Anonymous Coward | about 2 years ago | (#39795615)

When those few are elected officials then yes, you as a nation are responsible for putting them in office/letting them stay in office.

While the rest of us who reside in other countries are responsible for electing politicians that cave into US demands that atleast is mitigated by the fact that not caving to US demands means you are risking sanctions or in in extreme cases invasion.

Re:wtf fbi (0)

Anonymous Coward | about 2 years ago | (#39795987)

Stupid poster... do you or anyone else really think a whole nation is responsible for the acts of a few?

Yes, it is.
While I agree with you to a point, the fact remains that the US has used another country's leader's actions or political system to justify invasion countless times.

Accountability works both ways (2)

sirlark (1676276) | about 2 years ago | (#39796681)

In a democracy, just as the government is meant to be accountable to the people, the people are accountable for the government they choose. Democracy doesn't stop at the ballot box. This is something noone seems to get. Why does everyone hate Americans? Because of what their government does. And they keep on putting assholes in charge. Sure, not every American voted the same way, but as a democracy you (theoretically) have the power as a population to stop bad laws from being passed, and to stop bad actions from being taken... In general, people don't. It's called tacit consent. Bitch and whine all you want, and say you voted for the other guy, but you are implicitly condoning the actions of your government until you actively protest against them, either within the law (writing letter to your representatives, legal protests) or outside the law (civil disobedience).

Re:wtf fbi (-1)

Anonymous Coward | about 2 years ago | (#39795141)

IF they really did hack in to these servers then what difference does it make which organization did it? Somebody was going to get the data because the system itself was insecure.

Re:wtf fbi (5, Informative)

hendridm (302246) | about 2 years ago | (#39795177)

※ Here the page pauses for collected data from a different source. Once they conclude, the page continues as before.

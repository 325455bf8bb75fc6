//! Relaunch helper.
//!
//! Spawned detached by the installer with a swap plan. It outlives the
//! service it replaces: terminates it, swaps the executable files, starts
//! the new version and deletes the plan.

use anyhow::{Context, Result};
use clap::Parser;
use std::path::PathBuf;

use upkeep::relaunch::{SwapOutcome, SwapPlan};

#[derive(Parser, Debug)]
#[command(name = "upkeep-relaunch", version, about = "apply a staged upkeep update")]
struct Cli {
    /// Swap plan written by the installer
    #[arg(long, value_name = "FILE")]
    plan: PathBuf,
}

fn main() -> Result<()> {
    let cli = Cli::parse();
    let log_dir = upkeep::paths()
        .map(|p| p.logs)
        .unwrap_or_else(|_| std::env::temp_dir());
    upkeep::logging::init(&log_dir, "upkeep-relaunch");

    let plan = SwapPlan::read(&cli.plan)
        .with_context(|| format!("cannot read swap plan {}", cli.plan.display()))?;
    tracing::info!(plan = %cli.plan.display(), steps = plan.steps.len(), "applying update");

    match plan.execute() {
        SwapOutcome::Swapped => tracing::info!("update applied"),
        SwapOutcome::RolledBack => tracing::warn!("update rolled back"),
    }
    Ok(())
}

If you read the thread, it was Austrian authorities that took the image at the request of U.S. authorities.

Re:wtf fbi (3, Informative)

X0563511 (793323) | about 2 years ago | (#39795257)

If that's true, I don't understand how this (from the summary above) is possible: "The operator also warns that law enforcement agents had an opportunity to install a back door"

Unless they just installed the backdoor into their image, for some reason. They would have had to have access to the live system to do this part.

Re:wtf fbi (4, Informative)

Anonymous Coward | about 2 years ago | (#39795315)

Austrian Law Enforcement took a disk image, meaning they had direct access to the server. The Austrian's did this at the behest of the FBI. So yes, law enforcement could have installed a backdoor while they had access.

Re:wtf fbi (4, Informative)

betterunixthanunix (980855) | about 2 years ago | (#39795331)

Read the post; they did have access to the live system. The operator does not think it is likely that a backdoor was installed, but as a security precaution has indicated that the system will eventually be rebuilt (probably with new keys issued).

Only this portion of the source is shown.